From: Brian Foster <bfoster@redhat.com>
To: Amir Goldstein <amir73il@gmail.com>
Cc: Dave Chinner <david@fromorbit.com>,
fstests <fstests@vger.kernel.org>,
linux-xfs <linux-xfs@vger.kernel.org>, Qu Wenruo <wqu@suse.com>,
Josef Bacik <josef@toxicpanda.com>
Subject: Re: [PATCH] generic: skip dm-log-writes tests on XFS v5 superblock filesystems
Date: Wed, 27 Feb 2019 08:23:02 -0500 [thread overview]
Message-ID: <20190227132302.GB49593@bfoster> (raw)
In-Reply-To: <CAOQ4uxgueAtF5o+Zjd+N0_h7784veL2FNd7-aB+33HWEN07gHg@mail.gmail.com>
On Wed, Feb 27, 2019 at 06:06:57AM +0200, Amir Goldstein wrote:
> On Wed, Feb 27, 2019 at 1:22 AM Dave Chinner <david@fromorbit.com> wrote:
> >
> > On Tue, Feb 26, 2019 at 11:10:02PM +0200, Amir Goldstein wrote:
> > > On Tue, Feb 26, 2019 at 8:14 PM Brian Foster <bfoster@redhat.com> wrote:
> > > >
> > > > The dm-log-writes mechanism runs a workload against a filesystem,
> > > > tracks underlying FUAs and restores the filesystem to various points
> > > > in time based on FUA marks. This allows fstests to check fs
> > > > consistency at various points and verify log recovery works as
> > > > expected.
> > > >
> > >
> > > Inaccurate. generic/482 restores to FUA points.
> > > generic/45[57] restore to user defined points in time (marks).
> > > dm-log-writes mechanism is capable of restoring either.
> > >
> > > > This mechanism does not play well with LSN based log recovery
> > > > ordering behavior on XFS v5 superblocks, however. For example,
> > > > generic/482 can reproduce false positive corruptions based on extent
> > > > to btree conversion of an inode if the inode and associated btree
> > > > block are written back after different checkpoints. Even though both
> > > > items are logged correctly in the extent-to-btree transaction, the
> > > > btree block can be relogged (multiple times) and only written back
> > > > once when the filesystem unmounts. If the inode was written back
> > > > after the initial conversion, recovery points between that mark and
> > > > when the btree block is ultimately written back will show corruption
> > > > because log recovery sees that the destination buffer is newer than
> > > > the recovered buffer and intentionally skips the buffer. This is a
> > > > false positive because the destination buffer was resiliently
> > > > written back after being physically relogged one or more times.
> > > >
> > >
> > > This story doesn't add up.
> > > Either dm-log-writes emulated power failure correctly or it doesn't.

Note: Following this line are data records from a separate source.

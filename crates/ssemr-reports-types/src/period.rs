//! Reporting period

use chrono::NaiveDate;
use serde::{Deserialize, Serialize};
use std::fmt;
use thiserror::Error;

/// The window a report is evaluated over.
///
/// `end` is inclusive. `start` is optional because several attributes are
/// "as of end date" and ignore the lower bound entirely.
#[derive(Debug, Clone, Copy, PartialEq, Eq, Hash, Serialize, Deserialize)]
pub struct ReportingPeriod {
    pub start: Option<NaiveDate>,
    pub end: NaiveDate,
}

/// Invalid period bounds
#[derive(Debug, Clone, PartialEq, Eq, Error)]
#[error("Start date {start} is after end date {end}")]
pub struct PeriodError {
    pub start: NaiveDate,
    pub end: NaiveDate,
}

impl ReportingPeriod {
    /// Create a period with both bounds
    pub fn new(start: NaiveDate, end: NaiveDate) -> Result<Self, PeriodError> {
        if start > end {
            return Err(PeriodError { start, end });
        }
        Ok(Self {
            start: Some(start),
            end,
        })
    }

    /// Create an open-start period ending at `end`
    pub fn ending(end: NaiveDate) -> Self {
        Self { start: None, end }
    }

    /// Check whether a date falls inside the period (both bounds inclusive)
    pub fn contains(&self, date: NaiveDate) -> bool {
        self.start.is_none_or(|start| date >= start) && date <= self.end
    }
}

impl fmt::Display for ReportingPeriod {
    fn fmt(&self, f: &mut fmt::Formatter<'_>) -> fmt::Result {
        match self.start {
            Some(start) => write!(f, "{start}..={}", self.end),
            None => write!(f, "..={}", self.end),
        }
    }
}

> > > My understanding is that the issue you are seeing is a result of
> > > XFS seeing "data from the future" after a restore of a power failure
> > > snapshot, because the scratch device is not a clean slate.
> > > If I am right, then the correct solution is to wipe the journal before
> > > starting to replay restore points.
> >
> > If that is the problem, then I think we should be wiping the entire
> > block device before replaying the recorded logwrite.
> >
>
> Indeed.
>
> > i.e. this sounds like a "block device we are replaying onto has
> > stale data in it" problem because we are replaying the same
> > filesystem over the top of itself. Hence there are no unique
> > identifiers in the metadata that can detect stale metadata in
> > the block device.
> >
> > I'm surprised that we haven't tripped over this much earlier that
> > this...
> >
>
> I remember asking myself the same thing... it's coming back to me
> now. I really remember having this discussion during test review.
> generic/482 is an adaptation of Josef's test script [1], which
> does log recovery onto a snapshot on every FUA checkpoint.
>
> [1] https://github.com/josefbacik/log-writes/blob/master/replay-fsck-wrapper.sh
>
> Setting up snapshots for every checkpoint was found empirically to take
> more test runtime, than replaying log from the start for each checkpoint.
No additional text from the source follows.